With the built-in FBX import plugin, you can skip the separate FBX-to-USD conversion step entirely:

# Direct FBX to optimized USD (requires FBX plugin build)
usdcleaner model.fbx -o model_optimized.usdc

# Traditional USD input still works
usdcleaner model.usd -o model_optimized.usdc

Optimization Pipeline

Pass Description Default
FBX Import Fixup BIM-specific post-import corrections: up-axis (Y→Z), unit scale, empty group pruning Auto (FBX input only)
Metadata Stripping Removes authored customData['userDocBrief'], empty arrays, None-valued attributes (preserving time-sampled data and UsdShade connections), and redundant subdivision defaults On
Identity Xform Stripping Clears identity xformOps (transforms that compose to the identity matrix), preserving animated transforms On
Vertex Welding Spatial-hash-based O(N) welding of coincident vertices with auto-epsilon detection and bounds validation On
Degenerate Face Removal Removes faces with < 3 unique vertex indices (created by welding), compacting faceVarying primvars On
Lamina Face Removal Removes duplicate faces via canonical hash with secondary comparison to prevent false positives On
Material Deduplication Deep SHA-256 hashing of full shader networks including material interface inputs; rebinds direct and per-face-subset material bindings On
Geometric Instancing Centroid-normalized matching of identical meshes into UsdGeomPointInstancer prims with multi-material prototype support Off
Hierarchy Flattening Collapses single-child Xform chains, composing transforms bottom-up, preserving animated transforms Off
GPU Cache Optimization meshoptimizer-based vertex cache and fetch optimization with full primvar remapping On

Pass Ordering

[FbxImportFixup] → MetadataStripper → IdentityXformStripper → VertexWelding →
DegenerateFaceRemoval → LaminaFaceRemoval → MaterialDeduplication →
[PointInstancerAuthor] → [HierarchyFlattener] → GpuCacheOptimization

Bracketed passes are off by default.
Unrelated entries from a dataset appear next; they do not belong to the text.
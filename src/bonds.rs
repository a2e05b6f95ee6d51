use std::fs;
use std::path::{Path, PathBuf};
use std::sync::{Arc, Mutex, PoisonError};

use directories::ProjectDirs;
use serde::{Deserialize, Serialize};
use thiserror::Error;
use time::OffsetDateTime;
use tracing::debug;

use crate::bt::BdAddr;

const BONDS_FILE_NAME: &str = "bonds.json";

/// Errors returned by the bond store.
#[derive(Debug, Error)]
pub enum BondStoreError {
    #[error("failed to access bond store")]
    Io { source: std::io::Error },
    #[error("bond store contents are invalid")]
    Parse { source: serde_json::Error },
}

/// A remembered peer and when it last connected.
#[derive(Debug, Clone, Copy, Eq, PartialEq, Serialize, Deserialize)]
pub struct BondRecord {
    address: BdAddr,
    /// Unix timestamp in seconds.
    connected_at: i64,
}

impl BondRecord {
    fn now(address: BdAddr) -> Self {
        Self {
            address,
            connected_at: OffsetDateTime::now_utc().unix_timestamp(),
        }
    }

    #[must_use]
    pub fn address(&self) -> BdAddr {
        self.address
    }

    #[must_use]
    pub fn connected_at(&self) -> i64 {
        self.connected_at
    }
}

#[derive(Debug, Default, Clone, Eq, PartialEq, Serialize, Deserialize)]
struct Bonds {
    #[serde(default)]
    ble_hid: Option<BondRecord>,
    #[serde(default)]
    classic: Option<BondRecord>,
}

#[derive(Debug)]
struct BondFile {
    path: Option<PathBuf>,
    bonds: Bonds,
}

/// Last bonded peers, shared between coordinator sessions.
#[derive(Debug, Clone)]
pub struct BondStore {
    inner: Arc<Mutex<BondFile>>,
}

impl BondStore {
    /// Loads the store from `path`, or from the platform data directory.
    ///
    /// # Errors
    ///
    /// Returns an error if an existing file cannot be read or parsed.
    pub fn load(path: Option<&Path>) -> Result<Self, BondStoreError> {
        let path = path.map_or_else(default_bonds_path, Path::to_path_buf);
        Self::load_from_path(path)
    }

    /// Loads the store from `path`. A missing file yields an empty store.
    ///
    /// # Errors
    ///
    /// Returns an error if an existing file cannot be read or parsed.
    pub fn load_from_path(path: PathBuf) -> Result<Self, BondStoreError> {
        let bonds = if path.exists() {
            let raw = fs::read_to_string(&path).map_err(|source| BondStoreError::Io { source })?;
            serde_json::from_str(&raw).map_err(|source| BondStoreError::Parse { source })?
        } else {
            Bonds::default()
        };
        debug!(path = %path.display(), ?bonds, "bond store loaded");
        Ok(Self::from_file(BondFile {
            path: Some(path),
            bonds,
        }))
    }

    /// Creates a store that is never written to disk.
    #[must_use]
    pub fn in_memory() -> Self {
        Self::from_file(BondFile {
            path: None,
            bonds: Bonds::default(),
        })
    }

    #[must_use]
    pub fn last_classic_peer(&self) -> Option<BdAddr> {
        self.lock().bonds.classic.map(|record| record.address)
    }

    #[must_use]
    pub fn last_ble_hid_peer(&self) -> Option<BdAddr> {
        self.lock().bonds.ble_hid.map(|record| record.address)
    }

    /// Remembers the AVRCP peer.
    ///
    /// # Errors
    ///
    /// Returns an error if the store cannot be written.
    pub fn record_classic(&self, address: BdAddr) -> Result<(), BondStoreError> {
        let mut file = self.lock();
        file.bonds.classic = Some(BondRecord::now(address));
        file.save()
    }

    /// Remembers the BLE HID peer.
    ///
    /// # Errors
    ///
    /// Returns an error if the store cannot be written.
    pub fn record_ble_hid(&self, address: BdAddr) -> Result<(), BondStoreError> {
        let mut file = self.lock();
        file.bonds.ble_hid = Some(BondRecord::now(address));
        file.save()
    }

    fn from_file(file: BondFile) -> Self {
        Self {
            inner: Arc::new(Mutex::new(file)),
        }
    }

    fn lock(&self) -> std::sync::MutexGuard<'_, BondFile> {
        self.inner.lock().unwrap_or_else(PoisonError::into_inner)
    }
}

impl BondFile {
    fn save(&self) -> Result<(), BondStoreError> {
        let Some(path) = &self.path else {
            return Ok(());
        };
        if let Some(parent) = path.parent() {
            fs::create_dir_all(parent).map_err(|source| BondStoreError::Io { source })?;
        }
        let serialised = serde_json::to_string_pretty(&self.bonds)
            .map_err(|source| BondStoreError::Parse { source })?;
        fs::write(path, serialised).map_err(|source| BondStoreError::Io { source })
    }
}

fn default_bonds_path() -> PathBuf {
    let Some(project_dirs) = ProjectDirs::from("dev", "KnobLink", "knob-link") else {
        return std::env::temp_dir()
            .join("knob-link")
            .join(BONDS_FILE_NAME);
    };
    project_dirs.data_local_dir().join(BONDS_FILE_NAME)
}
use serde_with::SerializeDisplay;
use strum_macros::{Display, EnumIter};
use tracing::{debug, instrument};

use super::address::BdAddr;
use super::stack::{BleHidRadio, BleIdentity, ProfileError};

/// Consumer-control usages sent in HID reports.
#[derive(Debug, Clone, Copy, Eq, PartialEq, Hash, Display, EnumIter, SerializeDisplay)]
#[strum(serialize_all = "snake_case")]
pub enum ConsumerUsage {
    VolumeUp,
    VolumeDown,
    Play,
    Pause,
    PlayPause,
    NextTrack,
    PrevTrack,
}

impl ConsumerUsage {
    /// Returns the HID usage id from the consumer page.
    #[must_use]
    pub const fn usage_id(self) -> u16 {
        match self {
            Self::VolumeUp => 0xE9,
            Self::VolumeDown => 0xEA,
            Self::Play => 0xB0,
            Self::Pause => 0xB1,
            Self::PlayPause => 0xCD,
            Self::NextTrack => 0xB5,
            Self::PrevTrack => 0xB6,
        }
    }
}

/// LE HID side of the device: advertising, the connected peer, and key reports.
///
/// Visibility of the Classic radio is not touched here.
pub(crate) struct BleHidSurface {
    radio: Box<dyn BleHidRadio>,
    peer: Option<BdAddr>,
    connected_once: bool,
}

impl BleHidSurface {
    /// Starts the HID service and begins advertising with `identity`.
    #[instrument(skip(radio), level = "debug", fields(name = identity.name(), address = %identity.address()))]
    pub(crate) fn start(
        mut radio: Box<dyn BleHidRadio>,
        identity: &BleIdentity,
    ) -> Result<Self, ProfileError> {
        radio.start(identity)?;
        Ok(Self {
            radio,
            peer: None,
            connected_once: false,
        })
    }

    pub(crate) fn is_connected(&self) -> bool {
        self.peer.is_some()
    }

    /// Whether a HID peer has connected since this surface started.
    pub(crate) fn has_connected_once(&self) -> bool {
        self.connected_once
    }

    pub(crate) fn peer(&self) -> Option<BdAddr> {
        self.peer
    }

    /// Records a new peer. Returns `true` on the first connect of the session.
    pub(crate) fn on_connected(&mut self, peer: BdAddr) -> bool {
        let first = !self.connected_once;
        self.peer = Some(peer);
        self.connected_once = true;
        first
    }

    /// Forgets the peer and resumes advertising.
    pub(crate) fn on_disconnected(&mut self) -> Result<(), ProfileError> {
        self.peer = None;
        self.radio.start_advertising(None)
    }

    /// Advertises towards a peer that just connected over Classic.
    ///
    /// Best effort: does nothing when a HID peer is already connected.
    pub(crate) fn advertise_towards(&mut self, peer: BdAddr) -> Result<(), ProfileError> {
        if self.is_connected() {
            debug!(%peer, "HID peer already connected, not advertising");
            return Ok(());
        }
        self.radio.start_advertising(Some(peer))
    }

    pub(crate) fn restart_advertising(&mut self) -> Result<(), ProfileError> {
        self.radio.start_advertising(None)
    }

    pub(crate) fn press(&mut self, usage: ConsumerUsage) -> Result<(), ProfileError> {
        self.radio.send_consumer_key(usage, true)
    }

    pub(crate) fn release(&mut self, usage: ConsumerUsage) -> Result<(), ProfileError> {
        self.radio.send_consumer_key(usage, false)
    }

    pub(crate) fn shutdown(mut self) {
        self.radio.stop();
    }
}

#[cfg(test)]
mod tests {
    use pretty_assertions::assert_eq;
    use rstest::rstest;

    use super::*;

    #[rstest]
    #[case(ConsumerUsage::VolumeUp, 0xE9)]
    #[case(ConsumerUsage::VolumeDown, 0xEA)]
    #[case(ConsumerUsage::Play, 0xB0)]
    #[case(ConsumerUsage::Pause, 0xB1)]
    #[case(ConsumerUsage::PlayPause, 0xCD)]
    #[case(ConsumerUsage::NextTrack, 0xB5)]
    #[case(ConsumerUsage::PrevTrack, 0xB6)]
    fn usage_ids_follow_the_consumer_page(#[case] usage: ConsumerUsage, #[case] expected: u16) {
        assert_eq!(expected, usage.usage_id());
    }
}
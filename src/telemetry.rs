use std::sync::OnceLock;

use opentelemetry::global;
use opentelemetry::trace::TracerProvider as _;
use tracing_opentelemetry::OpenTelemetryLayer;
use tracing_subscriber::EnvFilter;
use tracing_subscriber::Layer;
use tracing_subscriber::filter::LevelFilter;
use tracing_subscriber::fmt;
use tracing_subscriber::layer::SubscriberExt;
use tracing_subscriber::util::SubscriberInitExt;

use crate::error::TelemetryError;

static TRACING_INITIALISED: OnceLock<Result<(), TelemetryError>> = OnceLock::new();

/// Initialises structured logging and OpenTelemetry tracing support.
///
/// Only the first call takes effect; later calls return its result.
pub(crate) fn initialise_tracing(
    service_name: &str,
    interactive_terminal: bool,
    log_level: Option<LevelFilter>,
) -> Result<(), &'static TelemetryError> {
    TRACING_INITIALISED
        .get_or_init(|| initialise_tracing_once(service_name, interactive_terminal, log_level))
        .as_ref()
        .copied()
}

fn initialise_tracing_once(
    service_name: &str,
    interactive_terminal: bool,
    log_level: Option<LevelFilter>,
) -> Result<(), TelemetryError> {
    let tracer_provider = opentelemetry_sdk::trace::SdkTracerProvider::builder().build();
    let tracer = tracer_provider.tracer(service_name.to_owned());
    global::set_tracer_provider(tracer_provider);

    let log_filter = log_filter(log_level);

    // Logs go to stderr; stdout carries command output.
    if interactive_terminal {
        tracing_subscriber::registry()
            .with(
                fmt::layer()
                    .pretty()
                    .with_target(false)
                    .with_writer(std::io::stderr)
                    .with_filter(log_filter),
            )
            .with(OpenTelemetryLayer::new(tracer))
            .try_init()?;
    } else {
        tracing_subscriber::registry()
            .with(
                fmt::layer()
                    .json()
                    .with_target(false)
                    .with_writer(std::io::stderr)
                    .with_filter(log_filter),
            )
            .with(OpenTelemetryLayer::new(tracer))
            .try_init()?;
    }

    Ok(())
}

fn log_filter(log_level: Option<LevelFilter>) -> EnvFilter {
    match log_level {
        Some(level) => EnvFilter::new(level.to_string()),
        None => EnvFilter::try_from_default_env().unwrap_or_else(|_| EnvFilter::new("warn")),
    }
}

#[cfg(test)]
mod tests {
    use pretty_assertions::assert_eq;

    use super::*;

    #[test]
    fn explicit_level_overrides_environment() {
        let filter = log_filter(Some(LevelFilter::DEBUG));

        assert_eq!(Some(LevelFilter::DEBUG), filter.max_level_hint());
    }
}
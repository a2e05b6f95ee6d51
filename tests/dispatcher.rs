use std::sync::Arc;

use assert_matches::assert_matches;
use pretty_assertions::assert_eq;
use rstest::rstest;

use knob_link::{
    BondStore, CommandType, Coordinator, CoordinatorConfig, CoordinatorHandle, DispatchOutcome,
    Dispatcher, ErrorCode, Event, EventReceiver, EventSink, FakeStackBackend, FakeStackConfig,
    Mode, StackCall, StackCallLog,
};

struct Harness {
    coordinator: CoordinatorHandle,
    dispatcher: Dispatcher,
    events: EventReceiver,
    log: StackCallLog,
}

fn start(config: CoordinatorConfig) -> Harness {
    let log = StackCallLog::new();
    let backend = FakeStackBackend::new(FakeStackConfig::builder().call_log(log.clone()).build());
    let (sink, events) = EventSink::channel(64);
    let (coordinator, _task) = Coordinator::spawn(
        config,
        Arc::new(backend),
        sink.clone(),
        BondStore::in_memory(),
    )
    .expect("bring-up should succeed");
    let dispatcher = Dispatcher::new(coordinator.clone(), sink);
    Harness {
        coordinator,
        dispatcher,
        events,
        log,
    }
}

async fn dispatch(harness: &mut Harness, opcode: u8, payload: &[u8]) -> Vec<Event> {
    let outcome = harness
        .dispatcher
        .dispatch_raw(opcode, payload)
        .await
        .expect("dispatch should succeed");
    assert_eq!(DispatchOutcome::Continue, outcome);
    harness.events.drain()
}

fn error(code: ErrorCode) -> Event {
    Event::Error {
        code,
        message: code.message().to_string(),
    }
}

#[rstest]
#[case::unassigned(0x42)]
#[case::event_opcode(0x20)]
#[case::pong_opcode(0xF1)]
#[tokio::test]
async fn unknown_opcodes_are_reported(#[case] opcode: u8) {
    let mut harness = start(CoordinatorConfig::default());

    let events = dispatch(&mut harness, opcode, &[]).await;

    assert_eq!(vec![error(ErrorCode::UnknownCommand)], events);
}

#[rstest]
#[case::missing(&[])]
#[case::too_long(&[70, 71])]
#[tokio::test]
async fn malformed_set_volume_leaves_state_untouched(#[case] payload: &[u8]) {
    let mut harness = start(CoordinatorConfig::builder().initial_volume(40).build());

    let events = dispatch(&mut harness, CommandType::SetVolume.opcode(), payload).await;

    assert_eq!(vec![error(ErrorCode::InvalidPayload)], events);
    let status = harness
        .coordinator
        .status()
        .await
        .expect("status should be available");
    assert_eq!(40, status.volume());
}

#[tokio::test]
async fn ping_is_answered_with_pong_only() {
    let mut harness = start(CoordinatorConfig::default());

    let events = dispatch(&mut harness, CommandType::Ping.opcode(), &[]).await;

    assert_eq!(vec![Event::Pong], events);
}

#[tokio::test]
async fn trailing_bytes_on_parameterless_commands_are_ignored() {
    let mut harness = start(CoordinatorConfig::default());

    let events = dispatch(&mut harness, CommandType::Next.opcode(), &[0x01, 0x02]).await;

    assert_eq!(vec![Event::Ack(CommandType::Next)], events);
}

#[tokio::test]
async fn get_mode_answers_without_ack() {
    let mut harness = start(CoordinatorConfig::builder().mode(Mode::Controller).build());

    let events = dispatch(&mut harness, CommandType::BtGetMode.opcode(), &[]).await;

    assert_eq!(vec![Event::BtMode(Mode::Controller)], events);
}

#[tokio::test]
async fn set_mode_acknowledges_and_reports_the_new_mode() {
    let mut harness = start(CoordinatorConfig::default());

    let events = dispatch(
        &mut harness,
        CommandType::BtSetMode.opcode(),
        &[Mode::ControllerNoHack.wire_value()],
    )
    .await;

    assert_eq!(
        vec![
            Event::Ack(CommandType::BtSetMode),
            Event::BtMode(Mode::ControllerNoHack),
        ],
        events
    );
}

#[tokio::test]
async fn unknown_mode_values_are_invalid_payloads() {
    let mut harness = start(CoordinatorConfig::default());

    let events = dispatch(&mut harness, CommandType::BtSetMode.opcode(), &[0x07]).await;

    assert_eq!(vec![error(ErrorCode::InvalidPayload)], events);
    let status = harness
        .coordinator
        .status()
        .await
        .expect("status should be available");
    assert_eq!(Mode::Phone, status.mode());
}

#[tokio::test]
async fn play_without_a_peer_is_acknowledged_but_sends_nothing() {
    let mut harness = start(CoordinatorConfig::default());
    harness.log.clear();

    let events = dispatch(&mut harness, CommandType::Play.opcode(), &[]).await;

    assert_eq!(vec![Event::Ack(CommandType::Play)], events);
    assert_matches!(
        harness
            .log
            .snapshot()
            .iter()
            .find(|call| matches!(call, StackCall::BleKey { .. } | StackCall::Passthrough { .. })),
        None
    );
}

#[rstest]
#[case::play(CommandType::Play, &[])]
#[case::connect(CommandType::BtConnect, &[])]
#[case::pair_mode(CommandType::BtPairMode, &[])]
#[tokio::test]
async fn inactive_stack_rejects_radio_commands(
    #[case] command: CommandType,
    #[case] payload: &[u8],
) {
    let mut harness = start(CoordinatorConfig::builder().activate_on_start(false).build());

    let events = dispatch(&mut harness, command.opcode(), payload).await;

    assert_eq!(vec![error(ErrorCode::BluetoothInactive)], events);
}

#[tokio::test]
async fn activate_brings_the_stack_up() {
    let mut harness = start(CoordinatorConfig::builder().activate_on_start(false).build());

    let events = dispatch(&mut harness, CommandType::BtActivate.opcode(), &[]).await;

    assert_eq!(vec![Event::Ack(CommandType::BtActivate)], events);
    let status = harness
        .coordinator
        .status()
        .await
        .expect("status should be available");
    assert!(status.is_active());
}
FbxImportFixup is automatically inserted when the input is an .fbx file.

Requirements

  • OS: Windows 10/11 (x64)
  • Compiler: MSVC 2022 (v143), C++17
  • CMake: 3.26+
  • OpenUSD: NVIDIA pre-built v25.08 (download)
  • vcpkg: For meshoptimizer, Google Test, CLI11
  • Autodesk FBX SDK (optional): 2020.3.9+ for direct FBX file import (download)

Build

1. Install Dependencies

# vcpkg (if not already installed)
git clone https://github.com/microsoft/vcpkg.git D:/vcpkg
D:/vcpkg/bootstrap-vcpkg.bat

# NVIDIA pre-built USD
# Download and extract to D:/USD (or your preferred location)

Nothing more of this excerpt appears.